**STORED DATA**
--------------------------------

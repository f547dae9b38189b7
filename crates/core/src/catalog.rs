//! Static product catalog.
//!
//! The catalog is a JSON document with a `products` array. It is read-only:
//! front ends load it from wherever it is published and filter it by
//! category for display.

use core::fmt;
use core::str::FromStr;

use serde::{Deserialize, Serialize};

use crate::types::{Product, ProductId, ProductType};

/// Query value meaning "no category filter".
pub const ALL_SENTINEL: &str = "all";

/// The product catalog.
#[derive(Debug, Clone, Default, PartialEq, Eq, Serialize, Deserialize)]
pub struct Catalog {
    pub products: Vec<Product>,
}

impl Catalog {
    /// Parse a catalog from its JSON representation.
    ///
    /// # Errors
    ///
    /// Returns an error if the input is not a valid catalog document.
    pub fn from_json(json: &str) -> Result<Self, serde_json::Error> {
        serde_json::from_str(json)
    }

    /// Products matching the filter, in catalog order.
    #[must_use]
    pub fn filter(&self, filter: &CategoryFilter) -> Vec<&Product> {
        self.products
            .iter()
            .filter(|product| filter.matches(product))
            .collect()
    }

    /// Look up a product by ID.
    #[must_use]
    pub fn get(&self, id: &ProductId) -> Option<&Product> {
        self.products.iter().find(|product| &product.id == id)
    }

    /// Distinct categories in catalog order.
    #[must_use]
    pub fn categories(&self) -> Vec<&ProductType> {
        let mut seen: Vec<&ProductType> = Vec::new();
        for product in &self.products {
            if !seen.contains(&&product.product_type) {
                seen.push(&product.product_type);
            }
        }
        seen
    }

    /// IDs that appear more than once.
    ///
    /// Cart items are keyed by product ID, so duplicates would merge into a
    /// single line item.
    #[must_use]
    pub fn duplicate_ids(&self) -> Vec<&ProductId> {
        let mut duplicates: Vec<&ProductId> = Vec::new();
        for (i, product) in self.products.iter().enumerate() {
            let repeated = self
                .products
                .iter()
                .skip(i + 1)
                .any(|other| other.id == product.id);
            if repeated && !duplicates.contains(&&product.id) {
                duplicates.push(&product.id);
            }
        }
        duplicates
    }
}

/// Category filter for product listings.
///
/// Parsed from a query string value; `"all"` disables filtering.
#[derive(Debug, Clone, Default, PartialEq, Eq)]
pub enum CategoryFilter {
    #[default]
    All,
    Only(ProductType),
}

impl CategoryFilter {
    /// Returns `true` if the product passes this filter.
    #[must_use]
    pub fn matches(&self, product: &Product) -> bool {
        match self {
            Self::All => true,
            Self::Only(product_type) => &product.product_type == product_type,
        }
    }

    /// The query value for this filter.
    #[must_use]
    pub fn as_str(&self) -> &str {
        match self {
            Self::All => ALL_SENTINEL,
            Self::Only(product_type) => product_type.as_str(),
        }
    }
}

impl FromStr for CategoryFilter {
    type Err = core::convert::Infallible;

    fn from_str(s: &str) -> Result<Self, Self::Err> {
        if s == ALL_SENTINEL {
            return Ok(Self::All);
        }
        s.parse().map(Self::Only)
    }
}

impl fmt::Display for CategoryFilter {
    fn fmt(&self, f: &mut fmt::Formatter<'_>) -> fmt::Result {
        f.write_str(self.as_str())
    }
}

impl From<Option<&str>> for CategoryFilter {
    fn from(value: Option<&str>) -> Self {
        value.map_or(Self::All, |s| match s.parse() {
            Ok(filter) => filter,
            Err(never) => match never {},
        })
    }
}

--------------------------------

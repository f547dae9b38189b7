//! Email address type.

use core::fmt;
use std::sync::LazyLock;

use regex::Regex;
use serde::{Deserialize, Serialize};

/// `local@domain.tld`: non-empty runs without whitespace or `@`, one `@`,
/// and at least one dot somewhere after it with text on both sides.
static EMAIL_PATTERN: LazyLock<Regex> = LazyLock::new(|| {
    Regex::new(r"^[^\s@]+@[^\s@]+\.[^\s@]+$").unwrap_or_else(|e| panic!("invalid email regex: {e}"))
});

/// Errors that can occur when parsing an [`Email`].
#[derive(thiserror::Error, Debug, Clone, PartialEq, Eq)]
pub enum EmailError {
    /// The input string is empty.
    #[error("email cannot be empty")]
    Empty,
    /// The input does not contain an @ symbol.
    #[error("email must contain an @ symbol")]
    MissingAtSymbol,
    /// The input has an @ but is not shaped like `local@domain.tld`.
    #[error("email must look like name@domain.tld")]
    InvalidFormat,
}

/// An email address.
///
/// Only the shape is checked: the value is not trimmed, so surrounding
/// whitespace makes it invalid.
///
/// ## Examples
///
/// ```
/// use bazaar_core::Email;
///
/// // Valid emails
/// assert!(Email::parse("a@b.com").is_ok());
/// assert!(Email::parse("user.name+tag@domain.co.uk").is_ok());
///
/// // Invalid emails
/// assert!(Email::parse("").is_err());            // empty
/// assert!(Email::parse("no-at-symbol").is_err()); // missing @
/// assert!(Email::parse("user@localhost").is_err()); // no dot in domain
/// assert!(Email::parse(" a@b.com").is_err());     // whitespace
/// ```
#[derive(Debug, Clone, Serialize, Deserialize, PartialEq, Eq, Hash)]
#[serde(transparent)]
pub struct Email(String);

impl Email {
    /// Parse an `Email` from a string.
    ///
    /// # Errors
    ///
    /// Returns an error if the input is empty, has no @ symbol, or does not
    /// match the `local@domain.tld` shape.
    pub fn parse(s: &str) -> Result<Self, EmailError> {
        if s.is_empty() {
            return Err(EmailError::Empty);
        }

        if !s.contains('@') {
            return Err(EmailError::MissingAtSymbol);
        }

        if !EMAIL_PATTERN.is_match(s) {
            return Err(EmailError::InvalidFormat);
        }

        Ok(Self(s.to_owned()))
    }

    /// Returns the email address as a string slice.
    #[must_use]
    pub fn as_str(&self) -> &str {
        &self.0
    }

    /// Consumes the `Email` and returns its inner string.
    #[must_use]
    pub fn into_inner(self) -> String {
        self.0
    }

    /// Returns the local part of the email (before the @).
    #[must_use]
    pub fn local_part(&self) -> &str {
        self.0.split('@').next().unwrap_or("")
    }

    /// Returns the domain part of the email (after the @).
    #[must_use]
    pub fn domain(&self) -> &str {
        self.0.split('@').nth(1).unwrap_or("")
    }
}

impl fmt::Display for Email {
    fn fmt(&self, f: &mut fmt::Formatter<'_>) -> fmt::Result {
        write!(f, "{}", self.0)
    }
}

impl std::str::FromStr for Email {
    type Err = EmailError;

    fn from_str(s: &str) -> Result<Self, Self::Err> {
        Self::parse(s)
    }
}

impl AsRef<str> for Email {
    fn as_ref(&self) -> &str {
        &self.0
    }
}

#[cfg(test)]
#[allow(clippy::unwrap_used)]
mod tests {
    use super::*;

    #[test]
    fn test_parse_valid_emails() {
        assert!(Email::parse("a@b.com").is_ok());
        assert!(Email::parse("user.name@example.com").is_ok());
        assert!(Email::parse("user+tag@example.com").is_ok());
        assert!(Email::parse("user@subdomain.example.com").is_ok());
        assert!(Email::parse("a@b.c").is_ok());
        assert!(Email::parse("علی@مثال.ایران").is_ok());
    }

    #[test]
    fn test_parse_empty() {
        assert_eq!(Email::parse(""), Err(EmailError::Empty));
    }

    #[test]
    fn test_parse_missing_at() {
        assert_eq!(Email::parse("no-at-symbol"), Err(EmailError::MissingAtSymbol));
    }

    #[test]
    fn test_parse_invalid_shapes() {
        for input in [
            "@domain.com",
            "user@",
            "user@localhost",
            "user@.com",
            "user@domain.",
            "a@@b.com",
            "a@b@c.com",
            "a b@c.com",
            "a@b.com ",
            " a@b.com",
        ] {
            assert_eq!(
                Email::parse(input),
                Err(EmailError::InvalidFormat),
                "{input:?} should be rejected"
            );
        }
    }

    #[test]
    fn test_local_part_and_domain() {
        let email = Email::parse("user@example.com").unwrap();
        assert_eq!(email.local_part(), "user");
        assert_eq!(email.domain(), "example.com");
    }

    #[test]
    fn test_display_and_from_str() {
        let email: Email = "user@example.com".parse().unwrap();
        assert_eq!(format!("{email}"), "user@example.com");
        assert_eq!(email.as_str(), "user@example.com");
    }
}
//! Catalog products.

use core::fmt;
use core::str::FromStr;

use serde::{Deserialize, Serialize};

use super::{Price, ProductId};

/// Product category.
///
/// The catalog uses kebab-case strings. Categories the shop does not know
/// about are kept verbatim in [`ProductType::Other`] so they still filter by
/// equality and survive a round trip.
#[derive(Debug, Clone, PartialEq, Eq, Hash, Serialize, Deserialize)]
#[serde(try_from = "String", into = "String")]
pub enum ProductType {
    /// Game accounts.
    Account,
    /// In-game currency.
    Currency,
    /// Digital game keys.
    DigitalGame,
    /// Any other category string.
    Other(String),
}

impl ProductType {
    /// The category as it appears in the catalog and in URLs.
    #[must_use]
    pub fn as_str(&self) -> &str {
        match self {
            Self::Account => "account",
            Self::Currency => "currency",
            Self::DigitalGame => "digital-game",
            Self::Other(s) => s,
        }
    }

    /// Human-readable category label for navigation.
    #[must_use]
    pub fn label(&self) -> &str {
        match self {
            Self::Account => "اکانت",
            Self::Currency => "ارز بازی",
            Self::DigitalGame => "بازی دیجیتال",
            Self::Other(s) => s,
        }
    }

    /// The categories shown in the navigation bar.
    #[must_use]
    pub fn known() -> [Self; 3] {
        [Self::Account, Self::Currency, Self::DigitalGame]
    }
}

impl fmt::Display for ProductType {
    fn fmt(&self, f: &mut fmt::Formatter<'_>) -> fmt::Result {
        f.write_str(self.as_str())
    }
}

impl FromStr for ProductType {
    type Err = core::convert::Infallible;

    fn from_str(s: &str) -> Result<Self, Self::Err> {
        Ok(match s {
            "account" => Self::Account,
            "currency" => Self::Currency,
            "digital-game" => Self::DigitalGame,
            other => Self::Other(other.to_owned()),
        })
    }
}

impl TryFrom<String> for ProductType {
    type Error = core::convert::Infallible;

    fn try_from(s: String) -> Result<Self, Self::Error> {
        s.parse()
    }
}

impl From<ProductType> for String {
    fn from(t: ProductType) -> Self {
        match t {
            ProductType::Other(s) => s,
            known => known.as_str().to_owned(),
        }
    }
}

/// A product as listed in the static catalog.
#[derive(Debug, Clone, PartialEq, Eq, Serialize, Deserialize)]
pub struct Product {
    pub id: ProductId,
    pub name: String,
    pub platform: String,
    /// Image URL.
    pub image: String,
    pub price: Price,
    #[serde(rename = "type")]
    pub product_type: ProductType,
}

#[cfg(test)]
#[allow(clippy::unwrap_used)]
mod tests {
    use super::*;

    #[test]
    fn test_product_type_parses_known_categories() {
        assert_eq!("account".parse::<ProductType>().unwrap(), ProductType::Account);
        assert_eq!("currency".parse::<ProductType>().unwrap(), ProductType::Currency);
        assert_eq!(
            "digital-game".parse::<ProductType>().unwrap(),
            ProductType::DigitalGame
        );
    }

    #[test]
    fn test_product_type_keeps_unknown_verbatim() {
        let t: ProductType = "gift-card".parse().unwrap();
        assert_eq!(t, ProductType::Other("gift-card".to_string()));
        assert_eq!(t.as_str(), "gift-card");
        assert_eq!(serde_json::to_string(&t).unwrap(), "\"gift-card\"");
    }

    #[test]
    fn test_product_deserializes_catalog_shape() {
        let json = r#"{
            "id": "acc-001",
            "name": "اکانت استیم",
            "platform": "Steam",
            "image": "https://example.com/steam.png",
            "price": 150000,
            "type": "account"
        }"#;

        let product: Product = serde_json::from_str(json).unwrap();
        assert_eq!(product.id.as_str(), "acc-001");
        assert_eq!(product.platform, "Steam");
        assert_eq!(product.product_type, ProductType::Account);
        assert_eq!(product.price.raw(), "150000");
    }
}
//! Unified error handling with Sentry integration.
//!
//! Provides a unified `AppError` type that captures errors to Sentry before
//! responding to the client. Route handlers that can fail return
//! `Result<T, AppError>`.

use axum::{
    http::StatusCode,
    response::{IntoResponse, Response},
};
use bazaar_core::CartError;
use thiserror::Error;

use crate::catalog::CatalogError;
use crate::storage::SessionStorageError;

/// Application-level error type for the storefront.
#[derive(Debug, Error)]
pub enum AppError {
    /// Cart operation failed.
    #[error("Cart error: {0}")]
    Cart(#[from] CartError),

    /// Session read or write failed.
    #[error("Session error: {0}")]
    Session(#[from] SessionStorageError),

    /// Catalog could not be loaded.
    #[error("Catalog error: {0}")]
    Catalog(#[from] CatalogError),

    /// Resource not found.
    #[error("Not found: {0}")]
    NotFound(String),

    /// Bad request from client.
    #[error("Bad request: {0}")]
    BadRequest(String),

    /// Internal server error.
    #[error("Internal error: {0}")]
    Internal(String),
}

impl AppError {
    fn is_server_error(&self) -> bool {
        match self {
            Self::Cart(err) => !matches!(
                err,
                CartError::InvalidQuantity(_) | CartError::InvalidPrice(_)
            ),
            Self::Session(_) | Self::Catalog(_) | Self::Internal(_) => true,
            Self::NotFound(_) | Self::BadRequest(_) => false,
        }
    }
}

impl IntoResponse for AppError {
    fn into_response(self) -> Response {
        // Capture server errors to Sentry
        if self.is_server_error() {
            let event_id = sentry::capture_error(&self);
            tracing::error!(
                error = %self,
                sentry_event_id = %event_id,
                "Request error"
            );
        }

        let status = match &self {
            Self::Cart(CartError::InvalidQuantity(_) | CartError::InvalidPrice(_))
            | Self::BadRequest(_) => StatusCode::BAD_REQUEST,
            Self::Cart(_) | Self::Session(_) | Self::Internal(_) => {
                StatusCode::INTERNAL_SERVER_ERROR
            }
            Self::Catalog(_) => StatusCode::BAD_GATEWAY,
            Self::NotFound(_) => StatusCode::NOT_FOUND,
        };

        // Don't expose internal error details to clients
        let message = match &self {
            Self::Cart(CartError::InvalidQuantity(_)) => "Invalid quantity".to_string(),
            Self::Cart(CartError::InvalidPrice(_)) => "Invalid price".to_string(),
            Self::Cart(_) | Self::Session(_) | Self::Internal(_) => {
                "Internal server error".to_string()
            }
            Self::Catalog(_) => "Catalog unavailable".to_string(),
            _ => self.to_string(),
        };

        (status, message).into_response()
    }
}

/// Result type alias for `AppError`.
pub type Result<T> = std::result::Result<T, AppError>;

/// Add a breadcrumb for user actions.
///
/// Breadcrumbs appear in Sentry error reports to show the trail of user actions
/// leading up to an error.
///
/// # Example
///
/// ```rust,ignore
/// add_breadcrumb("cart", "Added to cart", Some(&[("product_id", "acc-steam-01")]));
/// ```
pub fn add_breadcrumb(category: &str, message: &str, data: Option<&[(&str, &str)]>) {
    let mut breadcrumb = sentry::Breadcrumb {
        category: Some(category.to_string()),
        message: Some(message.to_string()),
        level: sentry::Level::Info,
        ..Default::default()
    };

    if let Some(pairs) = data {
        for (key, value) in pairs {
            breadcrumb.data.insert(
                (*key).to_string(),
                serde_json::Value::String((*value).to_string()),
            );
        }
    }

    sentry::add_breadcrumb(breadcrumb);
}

--------------------------------

Look above for every line with the word "Clone" and copy it.

**WRITTEN SOLUTION**
#[derive(Debug, Clone, Default, PartialEq, Eq, Serialize, Deserialize)]
#[derive(Debug, Clone, Default, PartialEq, Eq)]
#[derive(thiserror::Error, Debug, Clone, PartialEq, Eq)]
#[derive(Debug, Clone, Serialize, Deserialize, PartialEq, Eq, Hash)]
#[derive(Debug, Clone, PartialEq, Eq, Hash, Serialize, Deserialize)]
#[derive(Debug, Clone, PartialEq, Eq, Serialize, Deserialize)]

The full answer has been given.